The Madison Avenue boutique took roughly a year of planning: Heyman collaborated with New York-based Studio Muretto on the boutique’s design and, not surprisingly, the use of acrylic plays an integral role. “It’s glossy and a bit ‘60s-inspired and adds a cool architectural layer,” Heyman says of the acrylic elements, which include an archway at the boutique’s entrance and a color-blocked display table that’s also available for custom order. A self-portrait by Los Angeles-based artist Alex Israel, meanwhile, dominates one wall. “It’s a really colorful, vibrant world, and also really tactile — a little Gio Ponti mixed with Gloria Vanderbilt, and a sense of real irreverence,” she adds.
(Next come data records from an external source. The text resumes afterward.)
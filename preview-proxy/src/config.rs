use http::HeaderName;
use project_access::AccessError;
use project_access::config::AccessConfig;
use serde::Deserialize;
use thiserror::Error;

#[derive(Error, Debug)]
pub enum ValidationError {
    #[error("Port cannot be 0")]
    InvalidPort,

    #[error("{0} must be positive")]
    ZeroTimeout(&'static str),

    #[error("resolution_budget_secs ({budget}) cannot be less than request_timeout_secs ({request})")]
    BudgetBelowRequestTimeout { budget: u64, request: u64 },

    #[error("Invalid header name: {0}")]
    InvalidHeaderName(String),

    #[error("Empty warning marker")]
    EmptyWarningMarker,

    #[error("Access configuration error: {0}")]
    Access(#[from] AccessError),
}

/// Preview proxy configuration
#[derive(Clone, Debug, Deserialize, PartialEq)]
pub struct Config {
    /// Listener for preview requests
    pub listener: Listener,
    /// Admin listener for health and readiness probes
    pub admin_listener: Listener,
    /// How sandbox upstreams are contacted
    #[serde(default)]
    pub upstream: UpstreamConfig,
    /// Headers applied to relayed previews
    #[serde(default)]
    pub relay: RelayConfig,
    /// Who may view which project's previews
    pub access: AccessConfig,
}

impl Config {
    pub fn validate(&self) -> Result<(), ValidationError> {
        self.listener.validate()?;
        self.admin_listener.validate()?;
        self.upstream.validate()?;
        self.access.validate()?;
        Ok(())
    }
}

/// Network listener configuration
#[derive(Clone, Debug, Deserialize, PartialEq)]
pub struct Listener {
    /// Host address to bind to (e.g., "0.0.0.0" or "127.0.0.1")
    pub host: String,
    /// Port number to listen on
    pub port: u16,
}

impl Listener {
    pub fn validate(&self) -> Result<(), ValidationError> {
        if self.port == 0 {
            return Err(ValidationError::InvalidPort);
        }
        Ok(())
    }
}

#[derive(Clone, Debug, Deserialize, PartialEq)]
#[serde(default)]
pub struct UpstreamConfig {
    /// Timeout for a single candidate fetch, including reading the body
    pub request_timeout_secs: u64,
    /// Upper bound for trying all candidates of one preview request.
    /// Exceeding it answers 504.
    pub resolution_budget_secs: u64,
    /// Header telling the sandbox provider to skip its preview interstitial
    pub skip_warning_header: String,
    /// Case-insensitive marker identifying the interstitial page when the header is ignored
    pub warning_marker: String,
}

impl Default for UpstreamConfig {
    fn default() -> Self {
        UpstreamConfig {
            request_timeout_secs: 10,
            resolution_budget_secs: 30,
            skip_warning_header: "X-Daytona-Skip-Preview-Warning".into(),
            warning_marker: "preview url warning".into(),
        }
    }
}

impl UpstreamConfig {
    pub fn validate(&self) -> Result<(), ValidationError> {
        if self.request_timeout_secs == 0 {
            return Err(ValidationError::ZeroTimeout("request_timeout_secs"));
        }
        if self.resolution_budget_secs == 0 {
            return Err(ValidationError::ZeroTimeout("resolution_budget_secs"));
        }
        if self.resolution_budget_secs < self.request_timeout_secs {
            return Err(ValidationError::BudgetBelowRequestTimeout {
                budget: self.resolution_budget_secs,
                request: self.request_timeout_secs,
            });
        }
        if HeaderName::from_bytes(self.skip_warning_header.as_bytes()).is_err() {
            return Err(ValidationError::InvalidHeaderName(
                self.skip_warning_header.clone(),
            ));
        }
        if self.warning_marker.trim().is_empty() {
            return Err(ValidationError::EmptyWarningMarker);
        }
        Ok(())
    }
}

#[derive(Clone, Debug, Deserialize, PartialEq)]
#[serde(default)]
pub struct RelayConfig {
    pub cache_max_age_secs: u64,
}

impl Default for RelayConfig {
    fn default() -> Self {
        RelayConfig {
            cache_max_age_secs: 3600,
        }
    }
}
Born in New York but raised in Los Angeles, Heyman says that when the time comes for a second boutique, L.A. is her only choice. But two weeks into her first retail venture, she admits that a certain giddy feeling shows no signs of waning. “Because I live in the neighborhood, I walk by the boutique on my way to work, and I stop in there every day on my way home,” Heyman says. “I started drawing boxes in my dining room seven years ago, and now we have a store on Madison. Every morning is a pinch-me moment.”